Health

Moderna CEO says existing COVID-19 vaccines will struggle with Omicron

Moderna CEO Stéphane Bancel predicts there will be a “material drop” in the effectiveness of the current COVID-19 vaccines against the Omicron variant — and said it will take drugmakers months to produce enough targeted jabs for the emerging strain.

“There is no world, I think, where (the effectiveness) is the same level … we had with Delta,” Bancel told the Financial Times on Monday.

“I think it’s going to be a material drop. I just don’t know how much because we need to wait for the data. But all the scientists I’ve talked to … are like, ‘This is not going to be good,’” he added at the company’s headquarters in Cambridge, Massachusetts.

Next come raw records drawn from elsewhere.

/*
 *  Copyright 2025-2026 Colliery Software
 *
 *  Licensed under the Apache License, Version 2.0 (the "License");
 *  you may not use this file except in compliance with the License.
 *  You may obtain a copy of the License at
 *
 *      http://www.apache.org/licenses/LICENSE-2.0
 *
 *  Unless required by applicable law or agreed to in writing, software
 *  distributed under the License is distributed on an "AS IS" BASIS,
 *  WITHOUT WARRANTIES OR CONDITIONS OF ANY KIND, either express or implied.
 *  See the License for the specific language governing permissions and
 *  limitations under the License.
 */

//! Access-control oracle.
//!
//! The workflow never evaluates capabilities itself. Every decision about who
//! may act is delegated to an [`AccessControl`] implementation injected into
//! the [`RequestRegistry`](crate::registry::RequestRegistry).

use async_trait::async_trait;

use crate::models::UserId;

/// Capability names checked by the workflow.
pub mod capabilities {
    /// Submit a data request on behalf of another user (e.g. a guardian for
    /// a dependent).
    pub const MAKE_REQUEST_FOR_USER: &str = "dataprivacy:makedatarequestsforchildren";
}

/// Scope a capability is checked in.
#[derive(Debug, Clone, Copy, PartialEq, Eq, Hash)]
pub enum Scope {
    System,
    /// The personal scope of one user.
    User(UserId),
}

/// Identity and capability lookups.
#[async_trait]
pub trait AccessControl: Send + Sync {
    /// Whether the user exists and may be the subject of a request.
    async fn user_exists(&self, user_id: UserId) -> bool;

    /// Whether the user is a data protection officer.
    async fn can_act_as_officer(&self, user_id: UserId) -> bool;

    /// Whether the user holds `capability` in `scope`.
    async fn has_capability(&self, capability: &str, scope: Scope, user_id: UserId) -> bool;

    /// Subjects the user may see requests for besides themselves.
    async fn delegated_subjects(&self, _user_id: UserId) -> Vec<UserId> {
        Vec::new()
    }

    /// Every officer who should hear about requests awaiting approval.
    async fn officers(&self) -> Vec<UserId> {
        Vec::new()
    }
}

The CEO of Moderna, Stéphane Bancel, predicted that current COVID vaccines will struggle to prevent the spread of the Omicron variant. AFP via Getty Images

Bancel noted that the current vaccines against the virus may need to be modified due to the high number of mutations in the variant’s spike protein that binds to human cells.

On Monday, Moderna, BioNTech and Johnson & Johnson said they are working on vaccines that specifically target Omicron.

A woman receives her first dose of the Pfizer COVID-19 vaccine at a pop-up clinic offering vaccines and booster shots in Rosemead, California. AFP via Getty Images

Bancel’s comments come after he also told CNBC’s “Squawk Box” Monday that vaccine efficacy for the “highly contagious” Omicron has likely dropped, adding that the variant already appears to be “much more infectious” than the Delta variant.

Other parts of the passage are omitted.